═══ Material for the task ═══

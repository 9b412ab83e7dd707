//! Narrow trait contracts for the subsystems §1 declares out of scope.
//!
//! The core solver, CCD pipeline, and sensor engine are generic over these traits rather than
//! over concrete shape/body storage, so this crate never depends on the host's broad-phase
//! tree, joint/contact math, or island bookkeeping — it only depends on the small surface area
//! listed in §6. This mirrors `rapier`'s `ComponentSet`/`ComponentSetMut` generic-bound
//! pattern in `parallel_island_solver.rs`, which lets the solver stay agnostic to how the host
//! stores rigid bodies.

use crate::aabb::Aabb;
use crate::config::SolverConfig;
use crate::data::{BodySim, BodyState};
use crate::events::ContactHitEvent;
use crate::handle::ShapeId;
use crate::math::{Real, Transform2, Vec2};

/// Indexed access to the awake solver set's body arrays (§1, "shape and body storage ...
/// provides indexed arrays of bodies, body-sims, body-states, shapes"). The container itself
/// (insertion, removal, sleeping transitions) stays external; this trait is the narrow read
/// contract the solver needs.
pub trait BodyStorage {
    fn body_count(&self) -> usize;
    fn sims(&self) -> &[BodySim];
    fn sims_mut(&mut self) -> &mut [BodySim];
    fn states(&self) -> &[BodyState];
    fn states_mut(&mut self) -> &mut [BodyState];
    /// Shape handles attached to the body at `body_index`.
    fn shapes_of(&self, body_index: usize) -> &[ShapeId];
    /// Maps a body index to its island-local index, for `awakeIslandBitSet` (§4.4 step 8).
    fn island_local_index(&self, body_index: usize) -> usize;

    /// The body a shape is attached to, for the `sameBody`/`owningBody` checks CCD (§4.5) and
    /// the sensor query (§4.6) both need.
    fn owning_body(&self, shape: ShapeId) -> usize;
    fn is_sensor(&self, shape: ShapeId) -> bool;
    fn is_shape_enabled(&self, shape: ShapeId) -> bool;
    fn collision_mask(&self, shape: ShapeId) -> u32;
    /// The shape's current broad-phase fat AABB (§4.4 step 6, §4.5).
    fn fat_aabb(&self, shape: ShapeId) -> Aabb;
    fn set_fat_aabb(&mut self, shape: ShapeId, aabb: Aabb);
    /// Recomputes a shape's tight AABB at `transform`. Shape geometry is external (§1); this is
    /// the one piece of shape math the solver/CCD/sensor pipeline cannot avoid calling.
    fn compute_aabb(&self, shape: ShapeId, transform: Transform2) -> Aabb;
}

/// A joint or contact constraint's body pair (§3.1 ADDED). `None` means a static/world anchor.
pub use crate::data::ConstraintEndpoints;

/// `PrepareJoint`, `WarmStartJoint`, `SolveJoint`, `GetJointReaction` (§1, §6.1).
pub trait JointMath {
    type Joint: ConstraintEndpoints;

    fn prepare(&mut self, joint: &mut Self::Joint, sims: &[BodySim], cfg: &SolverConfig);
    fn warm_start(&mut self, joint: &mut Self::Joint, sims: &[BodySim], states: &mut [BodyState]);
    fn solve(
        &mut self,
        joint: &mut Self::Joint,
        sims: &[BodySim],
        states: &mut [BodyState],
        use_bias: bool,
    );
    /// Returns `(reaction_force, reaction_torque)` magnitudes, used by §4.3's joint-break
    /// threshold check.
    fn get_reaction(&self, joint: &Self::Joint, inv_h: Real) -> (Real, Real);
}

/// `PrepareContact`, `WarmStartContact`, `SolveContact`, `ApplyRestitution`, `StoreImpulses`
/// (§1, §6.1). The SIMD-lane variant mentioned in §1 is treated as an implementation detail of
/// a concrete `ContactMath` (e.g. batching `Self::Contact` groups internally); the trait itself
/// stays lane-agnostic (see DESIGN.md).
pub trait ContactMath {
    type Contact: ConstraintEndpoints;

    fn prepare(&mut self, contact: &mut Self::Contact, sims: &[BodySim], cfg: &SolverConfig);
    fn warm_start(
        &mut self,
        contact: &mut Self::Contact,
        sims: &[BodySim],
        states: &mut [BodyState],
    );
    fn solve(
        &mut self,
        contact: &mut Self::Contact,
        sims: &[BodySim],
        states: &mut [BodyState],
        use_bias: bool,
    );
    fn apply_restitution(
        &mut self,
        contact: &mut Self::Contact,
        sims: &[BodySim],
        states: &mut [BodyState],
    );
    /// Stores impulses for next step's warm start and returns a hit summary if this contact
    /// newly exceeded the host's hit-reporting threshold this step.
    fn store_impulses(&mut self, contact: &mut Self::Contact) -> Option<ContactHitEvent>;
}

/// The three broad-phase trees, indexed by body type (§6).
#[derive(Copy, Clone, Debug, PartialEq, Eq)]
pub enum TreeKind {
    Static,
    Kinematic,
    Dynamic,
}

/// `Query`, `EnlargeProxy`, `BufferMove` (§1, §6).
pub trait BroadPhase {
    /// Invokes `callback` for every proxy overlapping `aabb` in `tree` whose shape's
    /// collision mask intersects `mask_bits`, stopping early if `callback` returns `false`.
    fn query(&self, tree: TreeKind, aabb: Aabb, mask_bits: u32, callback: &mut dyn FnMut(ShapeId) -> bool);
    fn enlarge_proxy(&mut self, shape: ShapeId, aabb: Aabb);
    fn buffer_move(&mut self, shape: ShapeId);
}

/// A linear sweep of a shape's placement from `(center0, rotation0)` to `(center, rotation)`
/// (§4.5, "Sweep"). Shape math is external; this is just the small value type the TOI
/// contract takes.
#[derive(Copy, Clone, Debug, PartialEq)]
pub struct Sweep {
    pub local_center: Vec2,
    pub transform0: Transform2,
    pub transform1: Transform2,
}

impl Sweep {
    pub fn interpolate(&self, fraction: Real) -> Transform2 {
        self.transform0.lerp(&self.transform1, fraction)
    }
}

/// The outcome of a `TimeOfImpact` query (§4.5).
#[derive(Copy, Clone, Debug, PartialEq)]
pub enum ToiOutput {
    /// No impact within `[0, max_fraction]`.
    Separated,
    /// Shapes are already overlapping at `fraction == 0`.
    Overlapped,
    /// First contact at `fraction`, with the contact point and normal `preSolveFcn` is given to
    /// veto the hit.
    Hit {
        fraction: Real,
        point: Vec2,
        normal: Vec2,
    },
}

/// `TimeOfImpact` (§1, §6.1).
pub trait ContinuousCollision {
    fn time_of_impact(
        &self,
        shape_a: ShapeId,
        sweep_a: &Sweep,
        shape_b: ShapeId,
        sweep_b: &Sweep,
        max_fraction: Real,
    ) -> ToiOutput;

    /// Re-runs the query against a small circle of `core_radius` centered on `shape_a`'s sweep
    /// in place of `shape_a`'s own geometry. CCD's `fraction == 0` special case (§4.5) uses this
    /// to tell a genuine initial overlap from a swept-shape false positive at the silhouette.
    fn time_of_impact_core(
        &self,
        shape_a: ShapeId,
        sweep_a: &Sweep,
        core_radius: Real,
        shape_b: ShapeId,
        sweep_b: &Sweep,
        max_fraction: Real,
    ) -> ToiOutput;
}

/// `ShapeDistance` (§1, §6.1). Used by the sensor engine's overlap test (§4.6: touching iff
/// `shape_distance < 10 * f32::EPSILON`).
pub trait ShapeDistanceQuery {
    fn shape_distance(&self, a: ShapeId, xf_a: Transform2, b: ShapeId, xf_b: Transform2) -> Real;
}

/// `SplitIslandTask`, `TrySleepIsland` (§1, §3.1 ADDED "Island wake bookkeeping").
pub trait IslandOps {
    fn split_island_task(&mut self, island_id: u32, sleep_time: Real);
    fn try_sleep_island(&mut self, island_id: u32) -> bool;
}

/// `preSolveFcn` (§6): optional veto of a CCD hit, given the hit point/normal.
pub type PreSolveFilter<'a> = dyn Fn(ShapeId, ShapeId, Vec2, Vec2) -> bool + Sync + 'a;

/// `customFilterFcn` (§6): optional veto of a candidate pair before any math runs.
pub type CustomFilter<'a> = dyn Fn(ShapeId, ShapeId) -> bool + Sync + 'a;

═══

Exercise aim: Copy every line from the records above that contains the word "bookkeeping".

Written solution:
//! tree, joint/contact math, or island bookkeeping — it only depends on the small surface area
/// `SplitIslandTask`, `TrySleepIsland` (§1, §3.1 ADDED "Island wake bookkeeping").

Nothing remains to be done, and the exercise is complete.